Deadline	September 12, 2025
Max fine	Per member state (effective, proportionate, dissuasive)
Primary sectors	IoT Manufacturers, Cloud Services, Data-driven Services

Source: Official Journal of the EU — EU Data ActReviewed: 2026-05-01

TL;DR

Data Act: Per member state (effective, proportionate, dissuasive) max fine

Data Act applies to IoT Manufacturers and Cloud Services organisations in all EU member states. Key deadline: September 12, 2025.

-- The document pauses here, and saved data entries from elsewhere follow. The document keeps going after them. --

//! The scheduling seam consumed by self-rescheduling components.

use ft_core::{SimClock, SimTime};

use crate::{EventQueue, ScheduleError, ScheduleResult};

/// "Run event `E` after `delay`".  Fire-and-forget, no cancellation.
///
/// Implemented by [`VirtualScheduler`]; tests may substitute their own
/// recorder to observe what a component asked for.
pub trait Scheduler<E> {
    /// Current virtual time.
    fn now(&self) -> SimTime;

    /// Register `event` to fire `delay` after [`Scheduler::now`].
    fn schedule_after(&mut self, delay: SimTime, event: E);
}

/// What a self-rescheduling component asks for after one firing.
#[derive(Copy, Clone, Debug, PartialEq, Eq)]
pub enum Firing {
    /// Fire again after this delay.
    Reschedule(SimTime),
    Terminated,
}

impl Firing {
    /// Register the follow-up firing, if any, on `scheduler`.
    pub fn schedule_on<E, S: Scheduler<E>>(self, scheduler: &mut S, event: E) -> bool {
        match self {
            Firing::Reschedule(delay) => {
                scheduler.schedule_after(delay, event);
                true
            }
            Firing::Terminated => false,
        }
    }
}

/// A virtual clock plus its pending-event queue.
pub struct VirtualScheduler<E> {
    clock: SimClock,
    queue: EventQueue<E>,
}

impl<E> Default for VirtualScheduler<E> {
    fn default() -> Self {
        Self { clock: SimClock::new(), queue: EventQueue::new() }
    }
}

impl<E> VirtualScheduler<E> {
    pub fn new() -> Self {
        Self::default()
    }

    /// Register `event` at an absolute timestamp.
    pub fn schedule_at(&mut self, at: SimTime, event: E) -> ScheduleResult<()> {
        let now = self.clock.now();
        if at < now {
            return Err(ScheduleError::InThePast { at, now });
        }
        self.queue.push(at, event);
        Ok(())
    }

    /// Pop the next event and move the clock to its timestamp.
    pub fn next_event(&mut self) -> Option<(SimTime, E)> {
        let (at, event) = self.queue.pop()?;
        self.clock.advance_to(at);
        Some((at, event))
    }

    /// Timestamp of the earliest pending event.
    pub fn peek_time(&self) -> Option<SimTime> {
        self.queue.next_time()
    }

    pub fn pending(&self) -> usize {
        self.queue.len()
    }

    pub fn clock(&self) -> &SimClock {
        &self.clock
    }
}

impl<E> Scheduler<E> for VirtualScheduler<E> {
    fn now(&self) -> SimTime {
        self.clock.now()
    }

    fn schedule_after(&mut self, delay: SimTime, event: E) {
        let at = self.clock.now() + delay;
        self.queue.push(at, event);
    }
}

Source: Official Journal of the European Union — EU Data Act

Deadline

September 12, 2025

Max Fine

Per member state (effective, proportionate, dissuasive)

Sectors Affected

IoT Manufacturers, Cloud Services, Data-driven Services

Per member state (effective, proportionate, dissuasive)maximum fine

The highest penalty for non-compliance with Data Act in the EU.

EU Official Journal

How do I comply with Data Act?

Ensure data accessibility for users
Enable data portability between services
Protect trade secrets during data sharing
Implement fair contract terms
Provide data to public bodies in emergencies

Does Data Act apply to your business?

Find out in 2 minutes with our free regulation checker.

Check now — free

Related Regulations

AI Act

The EU AI Act classifies AI systems by risk level and imposes obligations on providers and deployers. High-risk systems face mandatory conformity assessments, documentation, and human oversight requirements.

GDPR

GDPR governs the processing of personal data of EU residents. It requires lawful basis for processing, data subject rights, breach notification, and accountability measures.

NIS2

NIS2 expands cybersecurity obligations to essential and important entities across critical sectors. It mandates risk management, incident reporting, and supply chain security.

Next step — classify

Classify your AI systems

Use the free regulation checker to find out exactly which Data Act obligations apply to your business in 2 minutes.